New hires get the most training with a two-year programme. The first crop of 100 graduates hired last year took classes given by Osaka University professors for about six months, with the rest of their first year spent on data analysis and group work. This year, they have been assigned to various departments for on-the-job AI training. By comparison, Sony offers its engineers 290 courses, including AI-courses, that range from a few hours to several days.
Daikin is also keen to hire more engineers from India and China but says its struggles in the United States where it needs to offer hundreds of thousands of dollars to attract the graduates it wants. Additionally, it is looking at raising pay for AI experts to keep them loyal to the company.
Japan's AI woes can be overstated. Of the top 20 companies in AI patents, 12 are Japanese, according to the World Intellectual Property Organization's 2019 report on technology trends. These include Toshiba, NEC, Panasonic, Sony and Toyota Motor.

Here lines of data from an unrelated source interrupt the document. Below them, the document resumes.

//! Line format of the data files.
//!
//! `menu.txt` holds `<id>,<name>,<price>` and `customers.txt` holds
//! `<id>,<name>`. There is no header and no escaping, so a name containing a
//! comma cannot be read back; such a line fails with
//! [`RecordError::FieldCount`].

use super::RecordError;
use crate::model::{Customer, MenuItem};

const DELIMITER: char = ',';

pub fn encode_menu_item(item: &MenuItem) -> String {
    format!("{}{DELIMITER}{}{DELIMITER}{}", item.id, item.name, item.price)
}

pub fn decode_menu_item(line: &str) -> Result<MenuItem, RecordError> {
    let [id, name, price] = split_fields::<3>(line)?;
    Ok(MenuItem::new(parse_id(id)?, name, parse_price(price)?))
}

pub fn encode_customer(customer: &Customer) -> String {
    format!("{}{DELIMITER}{}", customer.id, customer.name)
}

pub fn decode_customer(line: &str) -> Result<Customer, RecordError> {
    let [id, name] = split_fields::<2>(line)?;
    Ok(Customer::new(parse_id(id)?, name))
}

fn split_fields<const N: usize>(line: &str) -> Result<[&str; N], RecordError> {
    let fields: Vec<&str> = line.split(DELIMITER).collect();
    let found = fields.len();
    fields
        .try_into()
        .map_err(|_| RecordError::FieldCount { expected: N, found })
}

fn parse_id(field: &str) -> Result<i32, RecordError> {
    field
        .trim()
        .parse()
        .map_err(|_| RecordError::InvalidId(field.to_string()))
}

fn parse_price(field: &str) -> Result<f64, RecordError> {
    match field.trim().parse::<f64>() {
        Ok(price) if price.is_finite() && price >= 0.0 => Ok(price),
        _ => Err(RecordError::InvalidPrice(field.to_string())),
    }
}

#[cfg(test)]
mod tests {
    use super::*;

    #[test]
    fn menu_line_accepts_java_style_prices() {
        let item = decode_menu_item("7,Masala Dosa,120.0").expect("valid line");
        assert_eq!(item, MenuItem::new(7, "Masala Dosa", 120.0));
        assert_eq!(encode_menu_item(&item), "7,Masala Dosa,120");
    }

    #[test]
    fn menu_line_rejections() {
        assert_eq!(
            decode_menu_item("1,Tea"),
            Err(RecordError::FieldCount { expected: 3, found: 2 })
        );
        assert_eq!(
            decode_menu_item("1,Tea, with milk,10"),
            Err(RecordError::FieldCount { expected: 3, found: 4 })
        );
        assert_eq!(
            decode_menu_item("x,Tea,10"),
            Err(RecordError::InvalidId("x".to_string()))
        );
        assert_eq!(
            decode_menu_item("1,Tea,ten"),
            Err(RecordError::InvalidPrice("ten".to_string()))
        );
        assert_eq!(
            decode_menu_item("1,Tea,-2"),
            Err(RecordError::InvalidPrice("-2".to_string()))
        );
        assert!(decode_menu_item("1,Tea,NaN").is_err());
    }

    #[test]
    fn customer_line() {
        assert_eq!(
            decode_customer(" 4 ,Meera").expect("valid line"),
            Customer::new(4, "Meera")
        );
        assert_eq!(encode_customer(&Customer::new(4, "Meera")), "4,Meera");
        assert_eq!(
            decode_customer("4"),
            Err(RecordError::FieldCount { expected: 2, found: 1 })
        );
    }
}
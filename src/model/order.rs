//! Represents a placed order.
//!
//! Orders are created by the [`OrderBook`](crate::orders::OrderBook), which hands
//! out ids from a counter that starts at 1 and never goes back.

use crate::model::{CustomerId, MenuItem};
use std::fmt::Display;

/// Type-safe identifier for Orders.
#[derive(Debug, Clone, Copy, PartialEq, Eq, PartialOrd, Ord, Hash)]
pub struct OrderId(pub u32);

impl From<u32> for OrderId {
    fn from(id: u32) -> Self {
        Self(id)
    }
}

impl Display for OrderId {
    fn fmt(&self, f: &mut std::fmt::Formatter<'_>) -> std::fmt::Result {
        write!(f, "{}", self.0)
    }
}

#[derive(Debug, Clone, PartialEq)]
pub struct Order {
    pub id: OrderId,
    /// Checked against the roster only when the order is placed.
    pub customer_id: CustomerId,
    /// Snapshots taken from the catalog at the time of ordering.
    pub items: Vec<MenuItem>,
}

impl Order {
    /// Creates a new Order instance.
    ///
    /// # Arguments
    /// * `id` - Identifier assigned by the order book
    /// * `customer_id` - Customer placing the order
    /// * `items` - Copies of the ordered menu items
    pub fn new(id: OrderId, customer_id: CustomerId, items: Vec<MenuItem>) -> Self {
        Self {
            id,
            customer_id,
            items,
        }
    }
}

impl Display for Order {
    fn fmt(&self, f: &mut std::fmt::Formatter<'_>) -> std::fmt::Result {
        write!(
            f,
            "Order#{} for Customer ID: {}, Items: [",
            self.id, self.customer_id
        )?;
        for (i, item) in self.items.iter().enumerate() {
            if i > 0 {
                write!(f, ", ")?;
            }
            write!(f, "{}", item)?;
        }
        write!(f, "]")
    }
}
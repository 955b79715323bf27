use restaurant_console::console::{Console, ConsoleError};
use restaurant_console::lifecycle::{setup_tracing, Restaurant};
use restaurant_console::store::FlatFileStore;
use std::io;
use tracing::info;

fn main() -> Result<(), ConsoleError> {
    setup_tracing();

    info!("Starting restaurant console");

    let (mut restaurant, notices) = Restaurant::open(FlatFileStore::default());

    let stdin = io::stdin();
    let stdout = io::stdout();
    let mut console = Console::new(stdin.lock(), stdout.lock());
    console.report(&notices)?;
    console.run(&mut restaurant)?;

    info!("Restaurant console stopped");
    Ok(())
}
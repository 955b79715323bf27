//! A dish or drink on the menu.
//!
//! Items are keyed by [`MenuItemId`] inside the [`MenuCatalog`](crate::catalog::MenuCatalog);
//! orders keep their own copies, so later catalog edits never reach an
//! order that was already placed.

use std::fmt::Display;

/// Type-safe identifier for menu items.
#[derive(Debug, Clone, Copy, PartialEq, Eq, PartialOrd, Ord, Hash)]
pub struct MenuItemId(pub i32);

impl From<i32> for MenuItemId {
    fn from(id: i32) -> Self {
        Self(id)
    }
}

impl Display for MenuItemId {
    fn fmt(&self, f: &mut std::fmt::Formatter<'_>) -> std::fmt::Result {
        write!(f, "{}", self.0)
    }
}

#[derive(Debug, Clone, PartialEq)]
pub struct MenuItem {
    pub id: MenuItemId,
    pub name: String,
    pub price: f64,
}

impl MenuItem {
    /// Creates a new MenuItem instance.
    ///
    /// # Arguments
    /// * `id` - Catalog key, unique among items present at the same time
    /// * `name` - Display name
    /// * `price` - Unit price in rupees, never negative
    pub fn new(id: impl Into<MenuItemId>, name: impl Into<String>, price: f64) -> Self {
        Self {
            id: id.into(),
            name: name.into(),
            price,
        }
    }
}

/// Prices keep at least one decimal place: `10.0`, `15.5`.
impl Display for MenuItem {
    fn fmt(&self, f: &mut std::fmt::Formatter<'_>) -> std::fmt::Result {
        write!(f, "{}. {} - {:?} rupees.", self.id, self.name, self.price)
    }
}
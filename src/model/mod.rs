//! Plain data records shared by the catalog, roster and order book.

pub mod customer;
pub mod menu_item;
pub mod order;

pub use customer::*;
pub use menu_item::*;
pub use order::*;
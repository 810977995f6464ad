//! The reserved deallocation-option variable and its keywords.
//!
//! `$NodeDeallocationOption` may only be assigned a deallocation keyword,
//! and a deallocation keyword may only be assigned to it.

use asf_diagnostic::{Diagnostic, ErrorCode};
use asf_ir::declarations::{DEALLOCATION_KEYWORDS, DEALLOCATION_OPTION_VARIABLE};
use asf_ir::{ExprKind, Node};

use super::Rule;

pub struct InvalidAssignmentToDeallocationOption;

impl Rule for InvalidAssignmentToDeallocationOption {
    fn code(&self) -> ErrorCode {
        ErrorCode::InvalidAssignmentToDeallocationOption
    }

    fn check(&self, node: Node<'_>, out: &mut Vec<Diagnostic>) {
        let Node::Assignment(assignment) = node else {
            return;
        };
        if assignment.identifier.name == DEALLOCATION_OPTION_VARIABLE
            && !assignment.expression.is_keyword()
        {
            out.push(Diagnostic::new(
                self.code(),
                format!(
                    "`{DEALLOCATION_OPTION_VARIABLE}` must be assigned one of: {}",
                    DEALLOCATION_KEYWORDS.join(", ")
                ),
                assignment.expression.span,
            ));
        }
    }
}

pub struct InvalidAssignmentFromKeyword;

impl Rule for InvalidAssignmentFromKeyword {
    fn code(&self) -> ErrorCode {
        ErrorCode::InvalidAssignmentFromKeyword
    }

    fn check(&self, node: Node<'_>, out: &mut Vec<Diagnostic>) {
        let Node::Assignment(assignment) = node else {
            return;
        };
        let ExprKind::Keyword(keyword) = &assignment.expression.kind else {
            return;
        };
        if assignment.identifier.name != DEALLOCATION_OPTION_VARIABLE {
            out.push(
                Diagnostic::new(
                    self.code(),
                    format!(
                        "keyword `{keyword}` cannot be assigned to `{}`",
                        assignment.identifier.name
                    ),
                    assignment.expression.span,
                )
                .with_note(format!(
                    "deallocation keywords can only be assigned to `{DEALLOCATION_OPTION_VARIABLE}`"
                )),
            );
        }
    }
}
//! Post-order traversal of the syntax tree.
//!
//! The tree is a closed set of node shapes, so traversal is one exhaustive
//! `match` in [`walk`] rather than a method per node type. A [`Visitor`]
//! receives every node exactly once, always after all of that node's
//! descendants. Analyses that depend on nesting order (brace matching emits
//! inner pairs before outer ones) rely on this.
//!
//! Child order is source order: assignment target before value, callee or
//! receiver and method name before arguments, arguments left to right.
//!
//! ```text
//! struct CountCalls(usize);
//!
//! impl<'ast> Visitor<'ast> for CountCalls {
//!     fn visit(&mut self, node: Node<'ast>) {
//!         if let Node::Expr(Expr { kind: ExprKind::FunctionCall { .. }, .. }) = node {
//!             self.0 += 1;
//!         }
//!     }
//! }
//! ```

use asf_stack::ensure_sufficient_stack;

use crate::ast::{Assignment, Expr, ExprKind, Formula, Identifier};
use crate::Span;

/// A borrowed reference to any node in the tree.
#[derive(Copy, Clone, Debug)]
pub enum Node<'ast> {
    Formula(&'ast Formula),
    Assignment(&'ast Assignment),
    Identifier(&'ast Identifier),
    Expr(&'ast Expr),
}

impl Node<'_> {
    pub fn span(&self) -> Span {
        match self {
            Node::Formula(formula) => formula.span,
            Node::Assignment(assignment) => assignment.span,
            Node::Identifier(identifier) => identifier.span,
            Node::Expr(expr) => expr.span,
        }
    }
}

/// Receives nodes in post-order.
///
/// The visitor may mutate its own state; the tree is immutable.
pub trait Visitor<'ast> {
    fn visit(&mut self, node: Node<'ast>);
}

/// Traverse `node` and its descendants, children before parents.
pub fn walk<'ast, V: Visitor<'ast> + ?Sized>(visitor: &mut V, node: Node<'ast>) {
    ensure_sufficient_stack(|| {
        match node {
            Node::Formula(formula) => {
                for assignment in &formula.assignments {
                    walk(visitor, Node::Assignment(assignment));
                }
            }
            Node::Assignment(assignment) => {
                walk(visitor, Node::Identifier(&assignment.identifier));
                walk(visitor, Node::Expr(&assignment.expression));
            }
            Node::Identifier(_) => {}
            Node::Expr(expr) => walk_expr_children(visitor, expr),
        }
        visitor.visit(node);
    });
}

fn walk_expr_children<'ast, V: Visitor<'ast> + ?Sized>(visitor: &mut V, expr: &'ast Expr) {
    match &expr.kind {
        ExprKind::Ternary {
            condition,
            true_value,
            false_value,
        } => {
            walk(visitor, Node::Expr(condition));
            walk(visitor, Node::Expr(true_value));
            walk(visitor, Node::Expr(false_value));
        }
        ExprKind::Binary { left, right, .. } => {
            walk(visitor, Node::Expr(left));
            walk(visitor, Node::Expr(right));
        }
        ExprKind::Unary { operand, .. } => walk(visitor, Node::Expr(operand)),
        ExprKind::FunctionCall {
            function,
            arguments,
            ..
        } => {
            walk(visitor, Node::Identifier(function));
            for argument in arguments {
                walk(visitor, Node::Expr(argument));
            }
        }
        ExprKind::MethodInvocation {
            object,
            method,
            arguments,
            ..
        } => {
            walk(visitor, Node::Identifier(object));
            walk(visitor, Node::Identifier(method));
            for argument in arguments {
                walk(visitor, Node::Expr(argument));
            }
        }
        ExprKind::Parenthesized { inner, .. } => walk(visitor, Node::Expr(inner)),
        ExprKind::Identifier(_)
        | ExprKind::Keyword(_)
        | ExprKind::Double(_)
        | ExprKind::String(_) => {}
    }
}

impl Formula {
    /// Dispatch every node of this formula to `visitor` in post-order.
    pub fn accept<'ast, V: Visitor<'ast> + ?Sized>(&'ast self, visitor: &mut V) {
        walk(visitor, Node::Formula(self));
    }
}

But compared to the United States, which issued a national AI development plan in 2016, and China which unveiled plans in 2017 to become a global leader in AI by 2025, Japan is lagging. Combined Japanese government and corporate investment in information and communication technology was ¥16.3 trillion ($150 billion) in 2017, up 12 per cent from 1994, Japanese government data showed. By contrast, US investment in the sector more than tripled over the same period to $655 billion.
Japanese universities have also come under fire for not doing enough in AI and data science education. The industry ministry estimates Japan had a shortage of 220,000 IT workers in 2018, which could deepen to 790,000 in 2030 - a prediction that was part of the impetus for Abe's plan to train 250,000 people in AI annually.
In contrast, the World Intellectual Property Organization report noted that Chinese organisations make up 17 of the top 20 academic players in AI patenting.